::: RECORDS SHOWN

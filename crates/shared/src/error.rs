//! Protocol-level error types.

use thiserror::Error;

/// Failure to turn an inbound text frame into an [`Envelope`](crate::Envelope),
/// or to read a typed payload out of one.
#[derive(Debug, Error)]
pub enum ProtocolError {
    #[error("frame is not valid JSON: {0}")]
    Malformed(#[from] serde_json::Error),

    #[error("frame is not a JSON object")]
    NotAnObject,

    #[error("frame has no string `type` field")]
    MissingType,

    #[error("payload of `{message_type}` does not match the expected shape: {source}")]
    Payload {
        message_type: String,
        #[source]
        source: serde_json::Error,
    },
}

impl ProtocolError {
    /// Whether the frame could not be read as JSON at all.
    pub fn is_malformed(&self) -> bool {
        matches!(self, ProtocolError::Malformed(_))
    }
}
//! Declared topic subscriptions and the server-acknowledged projection.
//!
//! The declared set is the caller's intent and survives reconnects. The
//! acknowledged set only mirrors `subscribed`/`unsubscribed` replies and is
//! dropped whenever the socket closes; it is rebuilt by re-issuing a
//! `subscribe` for every declared topic after authentication.
//!
//! Acknowledgements are matched by topic string alone, in arrival order. A
//! quick subscribe/unsubscribe pair on the same topic ends in whichever state
//! the server replied with last.

use indexmap::IndexSet;
use tokio::sync::watch;

pub type TopicSet = IndexSet<String>;

#[derive(Debug)]
pub struct SubscriptionRegistry {
    declared: TopicSet,
    acknowledged: watch::Sender<TopicSet>,
}

impl SubscriptionRegistry {
    pub fn new<I, S>(initial: I) -> Self
    where
        I: IntoIterator<Item = S>,
        S: Into<String>,
    {
        let (acknowledged, _) = watch::channel(TopicSet::new());
        Self {
            declared: initial.into_iter().map(Into::into).collect(),
            acknowledged,
        }
    }

    /// Record intent to observe `topic`. Returns `false` if already declared.
    pub fn declare(&mut self, topic: &str) -> bool {
        self.declared.insert(topic.to_string())
    }

    /// Drop intent for `topic`, keeping the order of the rest.
    pub fn withdraw(&mut self, topic: &str) -> bool {
        self.declared.shift_remove(topic)
    }

    pub fn is_declared(&self, topic: &str) -> bool {
        self.declared.contains(topic)
    }

    /// Declared topics in declaration order.
    pub fn declared(&self) -> Vec<String> {
        self.declared.iter().cloned().collect()
    }

    pub fn acknowledge(&self, topic: &str) -> bool {
        self.acknowledged.send_if_modified(|set| set.insert(topic.to_string()))
    }

    pub fn release(&self, topic: &str) -> bool {
        self.acknowledged.send_if_modified(|set| set.shift_remove(topic))
    }

    pub fn clear_acknowledged(&self) {
        self.acknowledged.send_if_modified(|set| {
            let had_any = !set.is_empty();
            set.clear();
            had_any
        });
    }

    pub fn is_acknowledged(&self, topic: &str) -> bool {
        self.acknowledged.borrow().contains(topic)
    }

    pub fn acknowledged(&self) -> Vec<String> {
        self.acknowledged.borrow().iter().cloned().collect()
    }

    pub fn watch(&self) -> watch::Receiver<TopicSet> {
        self.acknowledged.subscribe()
    }

    /// Every topic the client knows about: declared first, then acknowledged
    /// topics the caller never declared.
    pub fn tracked(&self) -> Vec<String> {
        let acknowledged = self.acknowledged.borrow();
        self.declared
            .iter()
            .chain(acknowledged.iter().filter(|t| !self.declared.contains(*t)))
            .cloned()
            .collect()
    }
}

impl Default for SubscriptionRegistry {
    fn default() -> Self {
        Self::new(std::iter::empty::<String>())
    }
}
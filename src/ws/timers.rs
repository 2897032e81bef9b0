//! Epoch-tagged timer slots for the heartbeat and reconnect timers.
//!
//! Timers are not tasks: the driver sleeps until [`Timers::next_deadline`] and
//! then collects what is due. Each slot remembers the connection epoch it was
//! scheduled in, and the client drops firings from an older epoch.

use tokio::time::Instant;

/// Identifies one connection attempt. Advanced on every open attempt and on
/// every caller-initiated close.
#[derive(Debug, Default, Clone, Copy, PartialEq, Eq, PartialOrd, Ord, Hash)]
pub struct ConnectionEpoch(u64);

impl ConnectionEpoch {
    pub fn next(self) -> Self {
        ConnectionEpoch(self.0 + 1)
    }

    pub fn get(self) -> u64 {
        self.0
    }
}

#[derive(Debug, Clone, Copy, PartialEq, Eq, Hash)]
pub enum TimerKind {
    Heartbeat,
    Reconnect,
}

#[derive(Debug, Clone, Copy, PartialEq, Eq)]
struct TimerSlot {
    epoch: ConnectionEpoch,
    deadline: Instant,
}

/// A timer that came due.
#[derive(Debug, Clone, Copy, PartialEq, Eq)]
pub struct DueTimer {
    pub kind: TimerKind,
    pub epoch: ConnectionEpoch,
}

#[derive(Debug, Default)]
pub struct Timers {
    heartbeat: Option<TimerSlot>,
    reconnect: Option<TimerSlot>,
}

impl Timers {
    fn slot_mut(&mut self, kind: TimerKind) -> &mut Option<TimerSlot> {
        match kind {
            TimerKind::Heartbeat => &mut self.heartbeat,
            TimerKind::Reconnect => &mut self.reconnect,
        }
    }

    /// Replaces any pending timer of the same kind.
    pub fn schedule(&mut self, kind: TimerKind, epoch: ConnectionEpoch, deadline: Instant) {
        *self.slot_mut(kind) = Some(TimerSlot { epoch, deadline });
    }

    pub fn cancel(&mut self, kind: TimerKind) {
        *self.slot_mut(kind) = None;
    }

    pub fn cancel_all(&mut self) {
        self.heartbeat = None;
        self.reconnect = None;
    }

    pub fn is_pending(&self, kind: TimerKind) -> bool {
        match kind {
            TimerKind::Heartbeat => self.heartbeat.is_some(),
            TimerKind::Reconnect => self.reconnect.is_some(),
        }
    }

    pub fn deadline(&self, kind: TimerKind) -> Option<Instant> {
        match kind {
            TimerKind::Heartbeat => self.heartbeat.map(|s| s.deadline),
            TimerKind::Reconnect => self.reconnect.map(|s| s.deadline),
        }
    }

    pub fn next_deadline(&self) -> Option<Instant> {
        [self.heartbeat, self.reconnect]
            .into_iter()
            .flatten()
            .map(|s| s.deadline)
            .min()
    }

    /// Remove and return every timer whose deadline is at or before `now`.
    pub fn take_due(&mut self, now: Instant) -> Vec<DueTimer> {
        let mut due = Vec::new();
        for kind in [TimerKind::Reconnect, TimerKind::Heartbeat] {
            let slot = self.slot_mut(kind);
            if let Some(timer) = *slot {
                if timer.deadline <= now {
                    *slot = None;
                    due.push(DueTimer {
                        kind,
                        epoch: timer.epoch,
                    });
                }
            }
        }
        due
    }
}
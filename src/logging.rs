//! Logging macros used throughout the client.
//!
//! Everything goes to `tracing` under the `pulse_realtime` target, so a host
//! application can quiet client chatter with `RUST_LOG=pulse_realtime=warn`.

use tracing::Level;

/// Longest frame excerpt written to the log.
const PREVIEW_CHARS: usize = 200;

/// Emit a preformatted message at `level`.
pub fn emit(level: Level, msg: &str) {
    match level {
        Level::ERROR => tracing::error!(target: "pulse_realtime", "{}", msg),
        Level::WARN => tracing::warn!(target: "pulse_realtime", "{}", msg),
        Level::INFO => tracing::info!(target: "pulse_realtime", "{}", msg),
        Level::DEBUG => tracing::debug!(target: "pulse_realtime", "{}", msg),
        _ => tracing::trace!(target: "pulse_realtime", "{}", msg),
    }
}

/// Shorten a raw frame for logging, on a char boundary.
pub fn preview(frame: &str) -> std::borrow::Cow<'_, str> {
    match frame.char_indices().nth(PREVIEW_CHARS) {
        Some((idx, _)) => format!("{}…", &frame[..idx]).into(),
        None => frame.into(),
    }
}

/// Log an info message
#[macro_export]
macro_rules! log_info {
    ($($arg:tt)*) => {
        $crate::logging::emit(::tracing::Level::INFO, &format!($($arg)*))
    };
}

/// Log an error message
#[macro_export]
macro_rules! log_error {
    ($($arg:tt)*) => {
        $crate::logging::emit(::tracing::Level::ERROR, &format!($($arg)*))
    };
}

/// Log a warning message
#[macro_export]
macro_rules! log_warn {
    ($($arg:tt)*) => {
        $crate::logging::emit(::tracing::Level::WARN, &format!($($arg)*))
    };
}

/// Log a debug message
#[macro_export]
macro_rules! log_debug {
    ($($arg:tt)*) => {
        $crate::logging::emit(::tracing::Level::DEBUG, &format!($($arg)*))
    };
}
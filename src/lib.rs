//! Pulse realtime client.
//!
//! An authenticated publish/subscribe client over a single WebSocket: it keeps
//! the connection alive, authenticates with the current session token, restores
//! topic subscriptions after every reconnect, and routes inbound envelopes to
//! handlers registered by message type.

#[macro_use]
pub mod logging;

pub mod config;
pub mod ws;

pub use config::{ClientCallbacks, ClientOptions, ConfigError};
pub use pulse_shared::{ClientFrame, ConnectionStatus, Envelope, ProtocolError};
pub use ws::{
    native_client, ClientDriver, ClientScope, HandlerHandle, HandlerId, HandlerResult,
    PulseClient, StaticToken, TokenProvider, Transport, TransportEvent,
};
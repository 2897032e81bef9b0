//! Native WebSocket transport using tokio-tungstenite.

use std::sync::atomic::{AtomicU64, Ordering};
use std::sync::Arc;
use std::time::Duration;

use futures_channel::mpsc::{unbounded, UnboundedReceiver, UnboundedSender};
use futures_util::{SinkExt, StreamExt};
use tokio::sync::watch;
use tokio::task::JoinHandle;
use tokio_tungstenite::{connect_async, tungstenite::Message};

use super::{ConnectionStatus, Transport, TransportError, TransportEvent, TransportEvents};

/// How long to wait for the server's close reply after we send ours.
const CLOSE_GRACE: Duration = Duration::from_secs(5);

/// A WebSocket transport backed by a background tokio task per connection.
///
/// Status lives in a watch channel shared with the socket task, so `status()`
/// is always current even before the client has drained the event channel.
pub struct NativeTransport {
    /// Endpoint, e.g. `ws://localhost:8080/ws`
    url: String,
    status: Arc<watch::Sender<ConnectionStatus>>,
    events: TransportEvents,
    /// Bumped for every attempt; a socket task only reports while it is current.
    generation: Arc<AtomicU64>,
    /// Outbound frames for the running socket task
    outbound: Option<UnboundedSender<Message>>,
    task: Option<JoinHandle<()>>,
}

impl NativeTransport {
    /// Must be called within a tokio runtime before `open()` is used.
    pub fn new(url: impl Into<String>, events: TransportEvents) -> Self {
        let (status, _) = watch::channel(ConnectionStatus::Closed);
        Self {
            url: url.into(),
            status: Arc::new(status),
            events,
            generation: Arc::new(AtomicU64::new(0)),
            outbound: None,
            task: None,
        }
    }

    /// Retire the running socket task, if any, and start a new generation.
    fn retire(&mut self) -> Link {
        self.outbound = None;
        if let Some(task) = self.task.take() {
            task.abort();
        }
        let attempt = self.generation.fetch_add(1, Ordering::SeqCst) + 1;
        Link {
            status: self.status.clone(),
            events: self.events.clone(),
            generation: self.generation.clone(),
            attempt,
        }
    }
}

impl Transport for NativeTransport {
    fn status(&self) -> ConnectionStatus {
        *self.status.borrow()
    }

    fn open(&mut self) {
        if self.status().is_active() {
            return;
        }

        // A previous socket may still be draining its close handshake; it
        // will never report, so report its Closed here.
        let link = self.retire();
        link.publish(ConnectionStatus::Closed);

        let (sender, receiver) = unbounded();
        self.outbound = Some(sender);
        link.publish(ConnectionStatus::Connecting);

        self.task = Some(tokio::spawn(run_socket(self.url.clone(), link, receiver)));
    }

    fn close(&mut self) {
        match self.status() {
            ConnectionStatus::Closing | ConnectionStatus::Closed => {}
            ConnectionStatus::Connecting => {
                // Nothing to hand-shake with yet.
                self.retire().publish(ConnectionStatus::Closed);
            }
            ConnectionStatus::Open => {
                let _ = self.status.send_if_modified(|current| {
                    if *current != ConnectionStatus::Open {
                        return false;
                    }
                    *current = ConnectionStatus::Closing;
                    let _ = self
                        .events
                        .unbounded_send(TransportEvent::Status(ConnectionStatus::Closing));
                    true
                });
                if let Some(sender) = self.outbound.take() {
                    let _ = sender.unbounded_send(Message::Close(None));
                }
            }
        }
    }

    fn send(&mut self, frame: &str) -> Result<(), TransportError> {
        let status = self.status();
        if !status.is_open() {
            return Err(TransportError::NotOpen(status));
        }
        let sender = self.outbound.as_ref().ok_or(TransportError::ChannelClosed)?;
        sender
            .unbounded_send(Message::text(frame.to_owned()))
            .map_err(|_| TransportError::ChannelClosed)
    }
}

impl Drop for NativeTransport {
    fn drop(&mut self) {
        self.generation.fetch_add(1, Ordering::SeqCst);
        if let Some(task) = self.task.take() {
            task.abort();
        }
    }
}

/// One connection attempt's handle on the shared status and event channel.
struct Link {
    status: Arc<watch::Sender<ConnectionStatus>>,
    events: TransportEvents,
    generation: Arc<AtomicU64>,
    attempt: u64,
}

impl Link {
    fn is_current(&self) -> bool {
        self.generation.load(Ordering::SeqCst) == self.attempt
    }

    /// Move to `next` when `from` accepts the current status. The event is
    /// queued under the status lock so events arrive in status order.
    fn transition(&self, from: impl Fn(ConnectionStatus) -> bool, next: ConnectionStatus) -> bool {
        self.status.send_if_modified(|current| {
            if *current == next || !from(*current) || !self.is_current() {
                return false;
            }
            *current = next;
            let _ = self.events.unbounded_send(TransportEvent::Status(next));
            true
        })
    }

    fn publish(&self, next: ConnectionStatus) -> bool {
        self.transition(|_| true, next)
    }

    /// Returns `false` once this attempt is superseded or nobody is listening.
    fn forward(&self, frame: String) -> bool {
        if !self.is_current() {
            return false;
        }
        self.events
            .unbounded_send(TransportEvent::Frame(frame))
            .is_ok()
    }
}

/// Connect, then pump frames both ways until either side goes away.
async fn run_socket(url: String, link: Link, mut outbound: UnboundedReceiver<Message>) {
    let ws_stream = match connect_async(url.as_str()).await {
        Ok((ws_stream, _response)) => ws_stream,
        Err(e) => {
            crate::log_warn!("WebSocket connect to {} failed: {}", url, e);
            link.publish(ConnectionStatus::Closed);
            return;
        }
    };

    // close() may have won the race while we were hand-shaking.
    if !link.transition(|s| s == ConnectionStatus::Connecting, ConnectionStatus::Open) {
        return;
    }
    crate::log_info!("WebSocket connected to {}", url);

    let (mut write, mut read) = ws_stream.split();

    loop {
        tokio::select! {
            inbound = read.next() => match inbound {
                Some(Ok(Message::Text(text))) => {
                    let frame = text.as_str().to_owned();
                    crate::log_debug!("WebSocket received: {}", crate::logging::preview(&frame));
                    if !link.forward(frame) {
                        break;
                    }
                }
                Some(Ok(Message::Close(frame))) => {
                    crate::log_info!("WebSocket to {} received close frame: {:?}", url, frame);
                    break;
                }
                Some(Ok(_)) => {
                    // Ping is answered by tungstenite; binary and pong are ignored.
                }
                Some(Err(e)) => {
                    crate::log_warn!("WebSocket read error on {}: {}", url, e);
                    break;
                }
                None => break,
            },
            outgoing = outbound.next() => match outgoing {
                Some(Message::Close(frame)) => {
                    if let Err(e) = write.send(Message::Close(frame)).await {
                        crate::log_warn!("WebSocket close to {} failed: {}", url, e);
                        break;
                    }
                    // Keep reading until the server answers, but not forever.
                    let _ = tokio::time::timeout(CLOSE_GRACE, async {
                        while let Some(Ok(msg)) = read.next().await {
                            if msg.is_close() {
                                break;
                            }
                        }
                    })
                    .await;
                    break;
                }
                Some(msg) => {
                    if let Err(e) = write.send(msg).await {
                        crate::log_warn!("Send to {} failed: {}", url, e);
                        break;
                    }
                }
                None => {
                    // Transport dropped its sender.
                    let _ = write.close().await;
                    break;
                }
            },
        }
    }

    link.transition(|s| s == ConnectionStatus::Open, ConnectionStatus::Closing);
    link.publish(ConnectionStatus::Closed);
    crate::log_info!("WebSocket to {} closed", url);
}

::::::

Copy out only the lines from the one containing "let _ = write.close().await;" down to the last line of the material, keeping both ends.

                    let _ = write.close().await;
                    break;
                }
            },
        }
    }

    link.transition(|s| s == ConnectionStatus::Open, ConnectionStatus::Closing);
    link.publish(ConnectionStatus::Closed);
    crate::log_info!("WebSocket to {} closed", url);
}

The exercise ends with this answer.